Using the entries that follow, give the number of lines containing the string "crate". Write nothing besides that number.

***** Information *****

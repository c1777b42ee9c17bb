//! Task operations as called by the CLI. Public functions resolve the store
//! locations from the environment and the clock from the system, then
//! delegate to path-and-instant-taking internals so tests can pin both.

use crate::classify::{self, Classification};
use crate::dates;
use crate::error::AppError;
use crate::model::{LogEntry, Subtask, Task, generated_id};
use crate::notify::{
    self, DeliveryOutcome, NotificationDelivery, RegistryDelivery, notifier_from_env,
};
use crate::reminder;
use crate::settings::{self, Settings};
use crate::storage::{json_store, pending};
use std::path::{Path, PathBuf};
use time::{Duration, OffsetDateTime};

pub const SAMPLE_TASK_TITLE: &str = "Plan the week";
pub const SAMPLE_TASK_DESCRIPTION: &str = "Block time for your top 3 priorities.";

/// Field-level patch for [`edit_task`]. The outer `Option` means "leave
/// as-is"; for the date fields the inner `Option` distinguishes setting a
/// new value from clearing it.
#[derive(Debug, Clone, Default)]
pub struct TaskEdit {
    pub title: Option<String>,
    pub description: Option<String>,
    pub due_date: Option<Option<String>>,
    pub remind_at: Option<Option<String>>,
}

#[derive(Debug)]
pub struct OnboardingResult {
    pub settings: Settings,
    pub seeded: Option<Task>,
}

#[derive(Debug, Clone, Copy)]
struct StorePaths<'a> {
    store: &'a Path,
    pending: &'a Path,
}

fn resolved_paths() -> Result<(PathBuf, PathBuf), AppError> {
    Ok((json_store::store_path()?, pending::pending_path()?))
}

pub fn add_task(
    title: &str,
    description: Option<&str>,
    due_date: Option<&str>,
    remind_at: Option<&str>,
) -> Result<Task, AppError> {
    let (store, pending) = resolved_paths()?;
    add_task_with_paths(
        StorePaths {
            store: &store,
            pending: &pending,
        },
        dates::now_local(),
        title,
        description,
        due_date,
        remind_at,
    )
}

pub fn list_classified() -> Result<Classification, AppError> {
    let path = json_store::store_path()?;
    let tasks = json_store::load_tasks(&path)?;
    Ok(classify::classify(&tasks, dates::now_local()))
}

pub fn get_task(id: &str) -> Result<Task, AppError> {
    let path = json_store::store_path()?;
    get_task_with_path(&path, id)
}

pub fn edit_task(id: &str, edit: &TaskEdit) -> Result<Task, AppError> {
    let (store, pending) = resolved_paths()?;
    edit_task_with_paths(
        StorePaths {
            store: &store,
            pending: &pending,
        },
        dates::now_local(),
        id,
        edit,
    )
}

pub fn set_completed(id: &str, completed: bool) -> Result<Task, AppError> {
    let (store, pending) = resolved_paths()?;
    set_completed_with_paths(
        StorePaths {
            store: &store,
            pending: &pending,
        },
        dates::now_local(),
        id,
        completed,
    )
}

pub fn delete_task(id: &str) -> Result<Task, AppError> {
    let (store, pending) = resolved_paths()?;
    delete_task_with_paths(
        StorePaths {
            store: &store,
            pending: &pending,
        },
        id,
    )
}

pub fn reschedule_task(id: &str, offset_days: i64) -> Result<Task, AppError> {
    let (store, pending) = resolved_paths()?;
    reschedule_task_with_paths(
        StorePaths {
            store: &store,
            pending: &pending,
        },
        dates::now_local(),
        id,
        offset_days,
    )
}

pub fn reschedule_overdue(offset_days: i64) -> Result<Vec<Task>, AppError> {
    let (store, pending) = resolved_paths()?;
    reschedule_overdue_with_paths(
        StorePaths {
            store: &store,
            pending: &pending,
        },
        dates::now_local(),
        offset_days,
    )
}

pub fn add_subtask(task_id: &str, title: &str) -> Result<Subtask, AppError> {
    let path = json_store::store_path()?;
    add_subtask_with_path(&path, dates::now_local(), task_id, title)
}

pub fn set_subtask_completed(
    task_id: &str,
    subtask_id: &str,
    completed: bool,
) -> Result<Subtask, AppError> {
    let path = json_store::store_path()?;
    set_subtask_completed_with_path(&path, task_id, subtask_id, completed)
}

pub fn delete_subtask(task_id: &str, subtask_id: &str) -> Result<Subtask, AppError> {
    let path = json_store::store_path()?;
    delete_subtask_with_path(&path, task_id, subtask_id)
}

pub fn add_log_entry(task_id: &str, note: &str) -> Result<LogEntry, AppError> {
    let path = json_store::store_path()?;
    add_log_entry_with_path(&path, dates::now_local(), task_id, note)
}

pub fn delete_log_entry(task_id: &str, entry_id: &str) -> Result<LogEntry, AppError> {
    let path = json_store::store_path()?;
    delete_log_entry_with_path(&path, task_id, entry_id)
}

pub fn complete_onboarding() -> Result<OnboardingResult, AppError> {
    let (store, pending) = resolved_paths()?;
    let settings_path = settings::settings_path()?;
    complete_onboarding_with_paths(
        StorePaths {
            store: &store,
            pending: &pending,
        },
        &settings_path,
        dates::now_local(),
    )
}

pub fn deliver_due_notifications() -> Result<DeliveryOutcome, AppError> {
    let pending_path = pending::pending_path()?;
    let settings_path = settings::settings_path()?;

    // The daily review request is re-synced on every dispatch so a flag
    // flipped while this process was not running still takes effect.
    let settings = settings::load_settings(&settings_path)?;
    let mut delivery = RegistryDelivery::new(&pending_path);
    reminder::sync_daily_review(&settings, &mut delivery)?;

    let notifier = notifier_from_env()?;
    notify::deliver_due(&pending_path, dates::now_local(), notifier.as_ref())
}

pub fn enable_reminders() -> Result<Settings, AppError> {
    let (store, pending) = resolved_paths()?;
    let settings_path = settings::settings_path()?;
    let granted = notify::permission_granted();
    enable_reminders_with_paths(
        StorePaths {
            store: &store,
            pending: &pending,
        },
        &settings_path,
        dates::now_local(),
        granted,
    )
}

pub fn disable_reminders() -> Result<Settings, AppError> {
    let (store, pending) = resolved_paths()?;
    let settings_path = settings::settings_path()?;
    disable_reminders_with_paths(
        StorePaths {
            store: &store,
            pending: &pending,
        },
        &settings_path,
    )
}

pub fn set_daily_review(enabled: bool) -> Result<Settings, AppError> {
    let pending_path = pending::pending_path()?;
    let settings_path = settings::settings_path()?;
    set_daily_review_with_paths(&pending_path, &settings_path, enabled)
}

fn add_task_with_paths(
    paths: StorePaths<'_>,
    now: OffsetDateTime,
    title: &str,
    description: Option<&str>,
    due_date: Option<&str>,
    remind_at: Option<&str>,
) -> Result<Task, AppError> {
    let trimmed = title.trim();
    if trimmed.is_empty() {
        return Err(AppError::invalid_input("title is required"));
    }
    if let Some(raw) = due_date {
        dates::parse_date(raw)?;
    }
    if let Some(raw) = remind_at {
        dates::parse_instant(raw)?;
    }

    let task = Task {
        id: generated_id("task"),
        title: trimmed.to_string(),
        description: description.unwrap_or_default().trim().to_string(),
        completed: false,
        completed_at: None,
        due_date: due_date.map(str::to_string),
        remind_at: remind_at.map(str::to_string),
        created_at: dates::format_instant(now)?,
        subtasks: Vec::new(),
        daily_log: Vec::new(),
    };

    let mut tasks = json_store::load_tasks(paths.store)?;
    tasks.push(task.clone());
    json_store::save_tasks(paths.store, &tasks)?;

    let mut delivery = RegistryDelivery::new(paths.pending);
    reminder::reconcile(&task, now, &mut delivery)?;

    Ok(task)
}

fn get_task_with_path(path: &Path, id: &str) -> Result<Task, AppError> {
    let trimmed_id = id.trim();
    if trimmed_id.is_empty() {
        return Err(AppError::invalid_input("id is required"));
    }

    let tasks = json_store::load_tasks(path)?;
    tasks
        .into_iter()
        .find(|task| task.id == trimmed_id)
        .ok_or_else(|| AppError::not_found("task not found"))
}

fn edit_task_with_paths(
    paths: StorePaths<'_>,
    now: OffsetDateTime,
    id: &str,
    edit: &TaskEdit,
) -> Result<Task, AppError> {
    let trimmed_id = id.trim();
    if trimmed_id.is_empty() {
        return Err(AppError::invalid_input("id is required"));
    }
    if let Some(title) = edit.title.as_deref()
        && title.trim().is_empty()
    {
        return Err(AppError::invalid_input("title is required"));
    }
    if let Some(Some(raw)) = edit.due_date.as_ref() {
        dates::parse_date(raw)?;
    }
    if let Some(Some(raw)) = edit.remind_at.as_ref() {
        dates::parse_instant(raw)?;
    }

    let mut tasks = json_store::load_tasks(paths.store)?;
    let task = tasks
        .iter_mut()
        .find(|task| task.id == trimmed_id)
        .ok_or_else(|| AppError::not_found("task not found"))?;

    if let Some(title) = edit.title.as_deref() {
        task.title = title.trim().to_string();
    }
    if let Some(description) = edit.description.as_deref() {
        task.description = description.trim().to_string();
    }
    if let Some(due_date) = edit.due_date.as_ref() {
        task.due_date = due_date.clone();
    }
    if let Some(remind_at) = edit.remind_at.as_ref() {
        task.remind_at = remind_at.clone();
    }

    let updated = task.clone();
    json_store::save_tasks(paths.store, &tasks)?;

    let mut delivery = RegistryDelivery::new(paths.pending);
    reminder::reconcile(&updated, now, &mut delivery)?;

    Ok(updated)
}

fn set_completed_with_paths(
    paths: StorePaths<'_>,
    now: OffsetDateTime,
    id: &str,
    completed: bool,
) -> Result<Task, AppError> {
    let trimmed_id = id.trim();
    if trimmed_id.is_empty() {
        return Err(AppError::invalid_input("id is required"));
    }

    let mut tasks = json_store::load_tasks(paths.store)?;
    let task = tasks
        .iter_mut()
        .find(|task| task.id == trimmed_id)
        .ok_or_else(|| AppError::not_found("task not found"))?;

    if task.completed == completed {
        return Err(AppError::invalid_input(if completed {
            "task already completed"
        } else {
            "task is not completed"
        }));
    }

    task.completed = completed;
    task.completed_at = if completed {
        Some(dates::format_instant(now)?)
    } else {
        None
    };

    let updated = task.clone();
    json_store::save_tasks(paths.store, &tasks)?;

    let mut delivery = RegistryDelivery::new(paths.pending);
    reminder::reconcile(&updated, now, &mut delivery)?;

    Ok(updated)
}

*****

• [Response area] 8